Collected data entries
###

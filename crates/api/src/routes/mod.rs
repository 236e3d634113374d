//! API routes

pub mod health;
pub mod presence;

use axum::{extract::DefaultBodyLimit, routing::get, Router};
use tower::ServiceBuilder;
use tower_http::trace::TraceLayer;

use crate::{state::AppState, websocket::ws_handler};

/// Create all API routes
pub fn create_router(state: AppState) -> Router {
    // Health check routes (at root level for infrastructure monitoring)
    let health_routes = Router::new()
        .route("/health", get(health::health))
        .route("/health/live", get(health::liveness))
        .route("/health/ready", get(health::readiness));

    // Admin-only presence statistics (bearer token checked in handler)
    let presence_routes = Router::new().route("/presence/stats", get(presence::get_presence_stats));

    // WebSocket routes (auth handled in handler via query parameter)
    let websocket_routes = Router::new().route("/ws/support", get(ws_handler));

    let api_v1_routes = Router::new()
        .merge(presence_routes)
        .merge(websocket_routes);

    Router::new()
        .merge(health_routes)
        .nest("/api/v1", api_v1_routes)
        .layer(
            ServiceBuilder::new()
                .layer(TraceLayer::new_for_http())
                // Only small JSON bodies and upgrade requests are expected
                .layer(DefaultBodyLimit::max(64 * 1024)),
        )
        .with_state(state)
}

###

**Prompt**
In full and without error, retype the entries above.

**Answer below**
filename crates/api/src/routes/mod.rs
repository 236e3d634113374d
//! API routes

pub mod health;
pub mod presence;

use axum::{extract::DefaultBodyLimit, routing::get, Router};
use tower::ServiceBuilder;
use tower_http::trace::TraceLayer;

use crate::{state::AppState, websocket::ws_handler};

/// Create all API routes
pub fn create_router(state: AppState) -> Router {
    // Health check routes (at root level for infrastructure monitoring)
    let health_routes = Router::new()
        .route("/health", get(health::health))
        .route("/health/live", get(health::liveness))
        .route("/health/ready", get(health::readiness));

    // Admin-only presence statistics (bearer token checked in handler)
    let presence_routes = Router::new().route("/presence/stats", get(presence::get_presence_stats));

    // WebSocket routes (auth handled in handler via query parameter)
    let websocket_routes = Router::new().route("/ws/support", get(ws_handler));

    let api_v1_routes = Router::new()
        .merge(presence_routes)
        .merge(websocket_routes);

    Router::new()
        .merge(health_routes)
        .nest("/api/v1", api_v1_routes)
        .layer(
            ServiceBuilder::new()
                .layer(TraceLayer::new_for_http())
                // Only small JSON bodies and upgrade requests are expected
                .layer(DefaultBodyLimit::max(64 * 1024)),
        )
        .with_state(state)
}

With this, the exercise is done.